Why Understanding Organizational Capacity Leads to Asset Management Success


The "something" that is missing for asset management success is organizational capacity.
The "something" that is missing for asset management success is organizational capacity.

Most organizations fail to get their asset management programs off the ground or struggle to make them sustainable. Success using cookie-cutter implementation tasks and approaches is elusive. And this is true even within the same industry or at different locations within the same organization. The "something" that is missing for asset management success is organizational capacity.


Asset Management

Asset management can be simply stated as the risk-based approach to get the most reliability and time from our possessions. Moving to a culture that focuses on formal risk analysis, quantifying performance, and making long-term decisions requires a different type of thinking than many organizations have historically utilized.


Organizational Capacity

Organizational Capacity is an operative definition to capture best the ability to implement and maintain asset management. Organization Capacity has three components.


Organizational Capacity = the Secure Harbor + CID Nexus + Personality/Time


Secure Harbor

A secure harbor is a place where new ideas can be tried, and ingenuity is praised, even if that particular ingenuity was not the walk-off home run you were looking for. Starting a safe harbor from scratch can be painful. For asset management to succeed, the secure harbor should be in place before implementing an asset management program.


For an organization, division, or plant site to continually improve, an atmosphere that encourages and rewards ingenuity, creativity, and outside-the-box problem-solving must exist. However, from a practical perspective, organizations are under pressure to be leaner, more efficient, and more cost-effective. The conflict makes securing the harbor difficult.


Psychological safety is a shared belief held by team members that it is acceptable to take risks, express their ideas and concerns, speak up with questions, and admit mistakes — all without fear of negative consequences.

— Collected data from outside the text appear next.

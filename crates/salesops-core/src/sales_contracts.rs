use crate::ContractError;
use chrono::{Datelike, NaiveDate};
use regex::Regex;
use serde::{Deserialize, Serialize};
use std::fmt;
use std::str::FromStr;
use std::sync::OnceLock;

/// Identifies one independent time series: a brand sold in a state.
#[derive(Debug, Clone, PartialEq, Eq, PartialOrd, Ord, Hash, Serialize, Deserialize)]
pub struct SeriesKey {
    pub brand: String,
    pub state: String,
}

impl SeriesKey {
    pub fn new(brand: impl Into<String>, state: impl Into<String>) -> Self {
        Self {
            brand: brand.into(),
            state: state.into(),
        }
    }
}

impl fmt::Display for SeriesKey {
    fn fmt(&self, f: &mut fmt::Formatter<'_>) -> fmt::Result {
        write!(f, "{}/{}", self.brand, self.state)
    }
}

/// A calendar year-month bucket.
#[derive(Debug, Clone, Copy, PartialEq, Eq, PartialOrd, Ord, Hash, Serialize, Deserialize)]
pub struct Period {
    pub year: i32,
    pub month: u32,
}

impl Period {
    pub fn new(year: i32, month: u32) -> Result<Self, ContractError> {
        if !(1..=12).contains(&month) || NaiveDate::from_ymd_opt(year, month, 1).is_none() {
            return Err(ContractError::InvalidPeriod(format!("{year:04}-{month:02}")));
        }
        Ok(Self { year, month })
    }

    /// Accepts `YYYY-MM`, `YYYY-MM-DD`, `YYYY/MM` and `YYYYMM`. The day, when
    /// present, must still be a real calendar day but is otherwise ignored.
    pub fn parse(token: &str) -> Result<Self, ContractError> {
        let trimmed = token.trim();
        let captures = period_patterns()
            .iter()
            .find_map(|pattern| pattern.captures(trimmed))
            .ok_or_else(|| ContractError::InvalidPeriod(token.to_string()))?;

        let year = captures["year"]
            .parse::<i32>()
            .map_err(|_| ContractError::InvalidPeriod(token.to_string()))?;
        let month = captures["month"]
            .parse::<u32>()
            .map_err(|_| ContractError::InvalidPeriod(token.to_string()))?;
        let period =
            Self::new(year, month).map_err(|_| ContractError::InvalidPeriod(token.to_string()))?;

        if let Some(day) = captures.name("day") {
            let day = day
                .as_str()
                .parse::<u32>()
                .map_err(|_| ContractError::InvalidPeriod(token.to_string()))?;
            if NaiveDate::from_ymd_opt(year, month, day).is_none() {
                return Err(ContractError::InvalidPeriod(token.to_string()));
            }
        }

        Ok(period)
    }

    pub fn first_day(&self) -> NaiveDate {
        NaiveDate::from_ymd_opt(self.year, self.month, 1).unwrap_or(NaiveDate::MIN)
    }

    pub fn quarter(&self) -> u32 {
        (self.month - 1) / 3 + 1
    }

    pub fn from_date(date: NaiveDate) -> Self {
        Self {
            year: date.year(),
            month: date.month(),
        }
    }
}

impl fmt::Display for Period {
    fn fmt(&self, f: &mut fmt::Formatter<'_>) -> fmt::Result {
        write!(f, "{:04}-{:02}", self.year, self.month)
    }
}

impl FromStr for Period {
    type Err = ContractError;

    fn from_str(input: &str) -> Result<Self, Self::Err> {
        Self::parse(input)
    }
}

/// One pattern per accepted shape; separators never mix.
fn period_patterns() -> &'static [Regex] {
    static PATTERNS: OnceLock<Vec<Regex>> = OnceLock::new();
    PATTERNS.get_or_init(|| {
        [
            r"^(?P<year>\d{4})-(?P<month>\d{2})(?:-(?P<day>\d{2}))?$",
            r"^(?P<year>\d{4})/(?P<month>\d{2})$",
            r"^(?P<year>\d{4})(?P<month>\d{2})$",
        ]
        .into_iter()
        .map(|pattern| Regex::new(pattern).expect("valid regex"))
        .collect()
    })
}

/// One cleaned sales record as handed over by the cleaning stage.
#[derive(Debug, Clone, PartialEq, Serialize, Deserialize)]
pub struct Observation {
    pub brand: String,
    pub state: String,
    pub period: String,
    pub value: f64,
    #[serde(default)]
    pub source_batch: String,
}

impl Observation {
    pub fn new(
        brand: impl Into<String>,
        state: impl Into<String>,
        period: impl Into<String>,
        value: f64,
        source_batch: impl Into<String>,
    ) -> Self {
        Self {
            brand: brand.into(),
            state: state.into(),
            period: period.into(),
            value,
            source_batch: source_batch.into(),
        }
    }

    pub fn series_key(&self) -> SeriesKey {
        SeriesKey::new(self.brand.trim(), self.state.trim())
    }

    /// Checks the record and returns its parsed period.
    pub fn validate(&self) -> Result<Period, ContractError> {
        if self.brand.trim().is_empty() {
            return Err(ContractError::InvalidObservation {
                field: "brand",
                reason: "empty".to_string(),
            });
        }
        if self.state.trim().is_empty() {
            return Err(ContractError::InvalidObservation {
                field: "state",
                reason: "empty".to_string(),
            });
        }
        if !self.value.is_finite() {
            return Err(ContractError::InvalidObservation {
                field: "value",
                reason: format!("not finite: {}", self.value),
            });
        }
        Period::parse(&self.period)
    }
}
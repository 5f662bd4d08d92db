use crate::PipelineError;
use chrono::Utc;
use fs2::FileExt;
use std::fs::{File, OpenOptions};
use std::io::Write;
use std::path::{Path, PathBuf};
use std::sync::atomic::{AtomicBool, Ordering};
use std::sync::Arc;

/// Admits at most one mutating operation at a time. The in-process flag is
/// always used; the advisory file lock extends the guarantee to other
/// processes sharing the same database.
#[derive(Debug, Clone)]
pub struct RunGate {
    active: Arc<AtomicBool>,
    lock_path: Option<PathBuf>,
}

/// Held for the duration of a run. Dropping it reopens the gate.
#[derive(Debug)]
pub struct RunPermit {
    active: Arc<AtomicBool>,
    file_lock: Option<AdvisoryRunLock>,
}

impl Drop for RunPermit {
    fn drop(&mut self) {
        drop(self.file_lock.take());
        self.active.store(false, Ordering::SeqCst);
    }
}

impl RunGate {
    pub fn new(lock_path: Option<PathBuf>) -> Self {
        Self {
            active: Arc::new(AtomicBool::new(false)),
            lock_path,
        }
    }

    pub fn is_active(&self) -> bool {
        self.active.load(Ordering::SeqCst)
    }

    /// `Ok(None)` when another run holds the gate.
    pub fn try_acquire(&self, holder: &str) -> Result<Option<RunPermit>, PipelineError> {
        if self
            .active
            .compare_exchange(false, true, Ordering::SeqCst, Ordering::SeqCst)
            .is_err()
        {
            return Ok(None);
        }

        let file_lock = match self.lock_path.as_deref() {
            None => None,
            Some(path) => match AdvisoryRunLock::try_acquire(path, holder) {
                Ok(Some(lock)) => Some(lock),
                Ok(None) => {
                    self.active.store(false, Ordering::SeqCst);
                    return Ok(None);
                }
                Err(err) => {
                    self.active.store(false, Ordering::SeqCst);
                    return Err(err.into());
                }
            },
        };

        Ok(Some(RunPermit {
            active: self.active.clone(),
            file_lock,
        }))
    }
}

#[derive(Debug)]
struct AdvisoryRunLock {
    file: File,
}

impl AdvisoryRunLock {
    fn try_acquire(path: &Path, holder: &str) -> Result<Option<Self>, std::io::Error> {
        if let Some(parent) = path.parent() {
            std::fs::create_dir_all(parent)?;
        }

        let mut file = OpenOptions::new()
            .read(true)
            .write(true)
            .create(true)
            .truncate(false)
            .open(path)?;

        if file.try_lock_exclusive().is_err() {
            return Ok(None);
        }

        let metadata = format!(
            "holder={holder}\npid={}\nacquired_at={}\n",
            std::process::id(),
            Utc::now().to_rfc3339(),
        );
        file.set_len(0)?;
        file.write_all(metadata.as_bytes())?;
        file.flush()?;

        Ok(Some(Self { file }))
    }
}

impl Drop for AdvisoryRunLock {
    fn drop(&mut self) {
        let _ = self.file.unlock();
    }
}
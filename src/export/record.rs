//! Insertion-ordered records.

use super::value::CellValue;

/// One flat entry being exported (an account, a budget, a transaction).
///
/// Fields keep the order in which they were first inserted. The exporter
/// derives CSV columns from that order, so a record built from a JSON object
/// keeps the object's key order.
#[derive(Debug, Clone, Default, PartialEq)]
pub struct Record {
    fields: Vec<(String, CellValue)>,
}

impl Record {
    /// Creates an empty record.
    pub fn new() -> Self {
        Self::default()
    }

    /// Builder form of [`Record::insert`].
    ///
    /// # Examples
    ///
    /// ```
    /// use finance_report::export::Record;
    ///
    /// let account = Record::new()
    ///     .with("id", "1")
    ///     .with("name", "Checking")
    ///     .with("balance", 2500.75);
    /// assert_eq!(account.field_names().collect::<Vec<_>>(), ["id", "name", "balance"]);
    /// ```
    pub fn with(mut self, name: impl Into<String>, value: impl Into<CellValue>) -> Self {
        self.insert(name, value);
        self
    }

    /// Sets a field, returning the previous value.
    ///
    /// An existing field is overwritten in place and keeps its position; a new
    /// field is appended.
    pub fn insert(
        &mut self,
        name: impl Into<String>,
        value: impl Into<CellValue>,
    ) -> Option<CellValue> {
        let name = name.into();
        let value = value.into();
        match self.fields.iter_mut().find(|(existing, _)| *existing == name) {
            Some((_, slot)) => Some(std::mem::replace(slot, value)),
            None => {
                self.fields.push((name, value));
                None
            }
        }
    }

    /// Returns the value of a field, if present.
    pub fn get(&self, name: &str) -> Option<&CellValue> {
        self.fields
            .iter()
            .find(|(existing, _)| existing == name)
            .map(|(_, value)| value)
    }

    /// Returns `true` if the field is present, even when its value is null.
    pub fn contains_field(&self, name: &str) -> bool {
        self.fields.iter().any(|(existing, _)| existing == name)
    }

    /// Field names in order.
    pub fn field_names(&self) -> impl Iterator<Item = &str> {
        self.fields.iter().map(|(name, _)| name.as_str())
    }

    /// Fields in order.
    pub fn iter(&self) -> impl Iterator<Item = (&str, &CellValue)> {
        self.fields.iter().map(|(name, value)| (name.as_str(), value))
    }

    /// Number of fields.
    pub fn len(&self) -> usize {
        self.fields.len()
    }

    /// Returns `true` if the record has no fields.
    pub fn is_empty(&self) -> bool {
        self.fields.is_empty()
    }
}

impl<K, V> FromIterator<(K, V)> for Record
where
    K: Into<String>,
    V: Into<CellValue>,
{
    fn from_iter<I: IntoIterator<Item = (K, V)>>(iter: I) -> Self {
        let mut record = Record::new();
        for (name, value) in iter {
            record.insert(name, value);
        }
        record
    }
}

impl From<serde_json::Map<String, serde_json::Value>> for Record {
    fn from(map: serde_json::Map<String, serde_json::Value>) -> Self {
        map.into_iter().collect()
    }
}
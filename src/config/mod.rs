//! Application configuration and constants.
//!
//! This module provides:
//! - Export constants (file naming, media type, report fields)
//! - CLI option types and parsing

mod constants;
mod types;

// Re-export all constants
pub use constants::*;
pub use types::{Config, LogFormat, LogLevel};
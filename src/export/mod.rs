//! Export functionality for finance records.
//!
//! This module turns an ordered sequence of [`Record`]s into a CSV document
//! and hands it to a [`FileSink`]. Three report shapes are offered:
//! - plain CSV of the records as given ([`export_csv`])
//! - a simple report keeping selected fields ([`generate_simple_report`])
//! - a detailed report with export metadata ([`generate_detailed_report`])

mod csv;
mod record;
mod report;
mod sink;
mod types;
mod value;

pub use self::csv::{compose_file_name, export_csv, export_csv_at, header_fields, render_csv};
pub use record::Record;
pub use report::{
    annotate_detailed, export_report, generate_detailed_report, generate_detailed_report_at,
    generate_simple_report, generate_simple_report_at, project_fields,
};
pub use sink::{DirectorySink, FileSink, MemorySink, StdoutSink};
pub use types::{ExportFile, ExportOptions, ExportSummary, ReportShape};
pub use value::{format_timestamp, CellValue};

Look for psychological safety in the workplace, and you will likely find a secure harbor that leads to asset management success.

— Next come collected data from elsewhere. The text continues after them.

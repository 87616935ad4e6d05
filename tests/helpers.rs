// Shared test fixtures for the export integration tests.
//
// Records mirror the dashboard's accounts and transactions collections.

use chrono::{DateTime, TimeZone, Utc};

use finance_report::export::Record;

/// Fixed export instant: 2025-05-08 14:20:00 UTC.
#[allow(dead_code)] // Used by other test files
pub fn export_instant() -> DateTime<Utc> {
    Utc.with_ymd_and_hms(2025, 5, 8, 14, 20, 0).unwrap()
}

/// Three bank accounts with uniform fields.
#[allow(dead_code)] // Used by other test files
pub fn sample_accounts() -> Vec<Record> {
    vec![
        Record::new()
            .with("id", "1")
            .with("name", "Main Checking")
            .with("institution", "Chase Bank")
            .with("balance", 4250.75)
            .with("type", "checking"),
        Record::new()
            .with("id", "2")
            .with("name", "Emergency Fund")
            .with("institution", "Ally Bank")
            .with("balance", 12000.0)
            .with("type", "savings"),
        Record::new()
            .with("id", "3")
            .with("name", "Brokerage \"Growth\"")
            .with("institution", "Vanguard")
            .with("balance", 35820.4)
            .with("type", "investment"),
    ]
}

/// Transactions with real dates and a null memo.
#[allow(dead_code)] // Used by other test files
pub fn sample_transactions() -> Vec<Record> {
    vec![
        Record::new()
            .with("id", "1")
            .with("title", "Grocery Shopping")
            .with("amount", -120.5)
            .with("date", Utc.with_ymd_and_hms(2025, 5, 8, 0, 0, 0).unwrap())
            .with("category", "Groceries")
            .with("memo", None::<String>),
        Record::new()
            .with("id", "2")
            .with("title", "Salary Deposit")
            .with("amount", 3500)
            .with("date", Utc.with_ymd_and_hms(2025, 5, 1, 0, 0, 0).unwrap())
            .with("category", "Income")
            .with("memo", "May, net"),
    ]
}

/// Splits a CSV document into header and rows with the `csv` crate.
#[allow(dead_code)] // Used by other test files
pub fn parse_csv(contents: &str) -> (Vec<String>, Vec<Vec<String>>) {
    let mut reader = csv::ReaderBuilder::new()
        .has_headers(true)
        .flexible(true)
        .from_reader(contents.as_bytes());
    let header = reader
        .headers()
        .expect("Failed to read header")
        .iter()
        .map(str::to_string)
        .collect();
    let rows = reader
        .records()
        .map(|r| {
            r.expect("Failed to read row")
                .iter()
                .map(str::to_string)
                .collect()
        })
        .collect();
    (header, rows)
}
//! Application initialization.
//!
//! The exporter itself holds no shared resources; the only process-wide
//! setup is the logger.

mod logger;

// Re-export public API
pub use logger::init_logger_with;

Capability, Information, Decision (CID) Nexus

An often unnoticed or occasionally exclusive, and therefore not properly considered, nexus exists between a site’s workforce capabilities, information systems (decision support structure), and decision-making structure. The triangular relationship is usually not appreciated.



Workforce capabilities are best described by knowledge, skills, and abilities (KSAs). A workforce with low KSAs, especially in complex market sectors, will not be entrusted with a lot of decision making. Their need for information is low. To force information or decisions too low into the organization will paralyze it.

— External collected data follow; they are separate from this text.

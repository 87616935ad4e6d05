//! Export types and options.

use serde::Serialize;
use strum_macros::{Display, EnumIter};

use crate::config::{DETAILED_REPORT_SUFFIX, SIMPLE_REPORT_SUFFIX};

/// Report shapes the exporter can produce.
#[derive(Clone, Copy, Debug, PartialEq, Eq, Display, EnumIter, Serialize, clap::ValueEnum)]
#[strum(serialize_all = "lowercase")]
#[serde(rename_all = "lowercase")]
pub enum ReportShape {
    /// Records exported as given
    Csv,
    /// Caller-selected subset of fields
    Simple,
    /// Full records plus export metadata
    Detailed,
}

impl ReportShape {
    /// Suffix appended to the base file name before the date suffix.
    pub fn file_suffix(self) -> &'static str {
        match self {
            ReportShape::Csv => "",
            ReportShape::Simple => SIMPLE_REPORT_SUFFIX,
            ReportShape::Detailed => DETAILED_REPORT_SUFFIX,
        }
    }
}

/// Options for exporting data.
#[derive(Clone, Debug, PartialEq, Eq)]
pub struct ExportOptions {
    /// Base file name, without extension
    pub file_name: String,
    /// Report title. Reserved for a future heading; not written to the document.
    pub title: Option<String>,
    /// Append `_YYYY-MM-DD` to the file name (default: true)
    pub include_timestamp: bool,
}

impl ExportOptions {
    /// Creates options for `file_name` with the date suffix enabled.
    pub fn new(file_name: impl Into<String>) -> Self {
        Self {
            file_name: file_name.into(),
            title: None,
            include_timestamp: true,
        }
    }

    /// Sets the report title.
    pub fn with_title(mut self, title: impl Into<String>) -> Self {
        self.title = Some(title.into());
        self
    }

    /// Enables or disables the date suffix.
    pub fn include_timestamp(mut self, include: bool) -> Self {
        self.include_timestamp = include;
        self
    }

    /// Returns a copy whose base file name carries `suffix`.
    pub(crate) fn with_file_suffix(&self, suffix: &str) -> Self {
        Self {
            file_name: format!("{}{}", self.file_name, suffix),
            ..self.clone()
        }
    }
}

/// A finished document handed to a [`FileSink`](super::FileSink).
#[derive(Clone, Debug, PartialEq, Eq)]
pub struct ExportFile {
    /// File name including extension
    pub file_name: String,
    /// Media type of `contents`
    pub media_type: &'static str,
    /// UTF-8 document text
    pub contents: String,
}

/// Outcome of a successful export.
#[derive(Clone, Debug, PartialEq, Eq, Serialize)]
pub struct ExportSummary {
    /// File name handed to the sink
    pub file_name: String,
    /// Number of data rows (header excluded)
    pub rows: usize,
    /// Header columns in order
    pub columns: Vec<String>,
}
//! Error type definitions.
//!
//! This module defines all error types used throughout the application.

use std::path::PathBuf;

use log::SetLoggerError;
use thiserror::Error;

/// Error types for initialization failures.
#[derive(Error, Debug)]
#[allow(clippy::enum_variant_names)] // All variants end with "Error" by convention
pub enum InitializationError {
    /// Error initializing the logger.
    #[error("Logger initialization error: {0}")]
    LoggerError(#[from] SetLoggerError),
}

/// Error types for export operations.
///
/// Only the total absence of data aborts an export. Individual cell values
/// never fail: unrecognized values fall back to a best-effort string.
#[derive(Error, Debug, Clone, PartialEq, Eq)]
pub enum ExportError {
    /// The record sequence was empty; nothing was handed to the sink.
    #[error("No data to export")]
    NoData,
}

/// Error types for loading records from a JSON input file.
#[derive(Error, Debug)]
pub enum InputError {
    /// The input file could not be read.
    #[error("Failed to read input file {path}: {source}")]
    Io {
        /// Path of the input file
        path: PathBuf,
        /// Underlying IO error
        #[source]
        source: std::io::Error,
    },

    /// The input is not valid JSON.
    #[error("Invalid JSON input: {0}")]
    Json(#[from] serde_json::Error),

    /// The top-level JSON value is not an array.
    #[error("Input must be a JSON array of objects")]
    NotAnArray,

    /// An array element is not a JSON object.
    #[error("Record {index} is not a JSON object")]
    RecordNotObject {
        /// Position of the offending element
        index: usize,
    },

    /// A field listed as a date holds text that is not RFC 3339.
    #[error("Record {index}: field '{field}' is not an RFC 3339 date: {value}")]
    InvalidDate {
        /// Position of the offending record
        index: usize,
        /// Field name
        field: String,
        /// Raw field text
        value: String,
    },
}
//! CSV export functionality.
//!
//! Serializes an ordered sequence of records into a comma-delimited document
//! and hands it to a [`FileSink`].
//!
//! Columns come from the first record only. Later records are projected onto
//! those columns: a missing field becomes an empty cell and a field the first
//! record lacks is dropped.

use chrono::{DateTime, Utc};
use log::{debug, error};

use super::record::Record;
use super::sink::FileSink;
use super::types::{ExportFile, ExportOptions, ExportSummary};
use crate::config::{
    CSV_DELIMITER, CSV_EXTENSION, CSV_LINE_TERMINATOR, CSV_MEDIA_TYPE, FILE_DATE_FORMAT,
};
use crate::error_handling::ExportError;

/// Header columns for a document whose first record is `first`.
pub fn header_fields(first: &Record) -> Vec<String> {
    first.field_names().map(str::to_string).collect()
}

/// Renders `records` as CSV text.
///
/// The header row lists the column names unquoted. Every row, the last one
/// included, ends with `\n`.
///
/// # Errors
///
/// Returns [`ExportError::NoData`] if `records` is empty.
///
/// # Examples
///
/// ```
/// use finance_report::export::{render_csv, Record};
///
/// let records = vec![
///     Record::new().with("a", 1).with("b", 2),
///     Record::new().with("a", 3),
/// ];
/// assert_eq!(render_csv(&records).unwrap(), "a,b\n1,2\n3,\n");
/// ```
pub fn render_csv(records: &[Record]) -> Result<String, ExportError> {
    let first = records.first().ok_or(ExportError::NoData)?;
    let headers = header_fields(first);
    Ok(render_with_headers(records, &headers))
}

fn render_with_headers(records: &[Record], headers: &[String]) -> String {
    let mut out = String::new();
    push_row(&mut out, headers.iter().map(String::as_str));

    for record in records {
        let cells: Vec<String> = headers
            .iter()
            .map(|header| record.get(header).map(|v| v.encode()).unwrap_or_default())
            .collect();
        push_row(&mut out, cells.iter().map(String::as_str));
    }

    out
}

fn push_row<'a>(out: &mut String, cells: impl Iterator<Item = &'a str>) {
    for (i, cell) in cells.enumerate() {
        if i > 0 {
            out.push(CSV_DELIMITER);
        }
        out.push_str(cell);
    }
    out.push(CSV_LINE_TERMINATOR);
}

/// Builds `<file_name>[_<YYYY-MM-DD>].csv` for an export made at `now`.
///
/// # Examples
///
/// ```
/// use chrono::{TimeZone, Utc};
/// use finance_report::export::compose_file_name;
///
/// let now = Utc.with_ymd_and_hms(2025, 5, 8, 9, 0, 0).unwrap();
/// assert_eq!(compose_file_name("accounts", true, now), "accounts_2025-05-08.csv");
/// assert_eq!(compose_file_name("accounts", false, now), "accounts.csv");
/// ```
pub fn compose_file_name(file_name: &str, include_timestamp: bool, now: DateTime<Utc>) -> String {
    if include_timestamp {
        format!(
            "{}_{}.{}",
            file_name,
            now.format(FILE_DATE_FORMAT),
            CSV_EXTENSION
        )
    } else {
        format!("{}.{}", file_name, CSV_EXTENSION)
    }
}

/// Exports `records` as a CSV file named after `options`, timestamped now.
///
/// See [`export_csv_at`].
pub fn export_csv<S: FileSink + ?Sized>(
    records: &[Record],
    options: &ExportOptions,
    sink: &S,
) -> Result<ExportSummary, ExportError> {
    export_csv_at(records, options, sink, Utc::now())
}

/// Exports `records` as a CSV file, using `now` for the date suffix.
///
/// The document is built completely before it is handed to `sink`, so the
/// sink receives either the whole document or nothing. `options.title` is
/// not written to the document.
///
/// # Errors
///
/// Returns [`ExportError::NoData`] if `records` is empty. The failure is
/// logged and the sink is not called.
pub fn export_csv_at<S: FileSink + ?Sized>(
    records: &[Record],
    options: &ExportOptions,
    sink: &S,
    now: DateTime<Utc>,
) -> Result<ExportSummary, ExportError> {
    let Some(first) = records.first() else {
        error!("No data to export ({})", options.file_name);
        return Err(ExportError::NoData);
    };

    let file_name = compose_file_name(&options.file_name, options.include_timestamp, now);
    let columns = header_fields(first);
    debug!("Exporting {} with columns: {}", file_name, columns.join(","));

    let contents = render_with_headers(records, &columns);

    debug!("Handing {} rows to sink as {}", records.len(), file_name);
    sink.save(ExportFile {
        file_name: file_name.clone(),
        media_type: CSV_MEDIA_TYPE,
        contents,
    });

    Ok(ExportSummary {
        file_name,
        rows: records.len(),
        columns,
    })
}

A similar argument can be made for organizations that have decided to hold the most meaningful decisions at a high level. Forcing advanced information systems into the organization wastes everyone's time and the organization's money. It also serves as a source of frustration for a workforce with high KSAs because it reminds them that they are doing more churning than making decisions.



Collecting data in the event that someone may need it someday is a waste of resources. Effective asset management programs seek to balance the CID nexus early and often.


Personality/Time

There is a difference between an organization’s culture (its identity and values) and its climate (the short-term way people experience the workplace). For example, revenue swings or mergers can affect the climate without changing the culture. If the organization is built around a culture of process and efficiency, the solution would likely be to double down on improving processes and efficiencies. That is positive from an organizational perspective, but the workforce may feel resentful or sad when their bonuses are canceled, coworkers are laid off, or they lose benefits or perks.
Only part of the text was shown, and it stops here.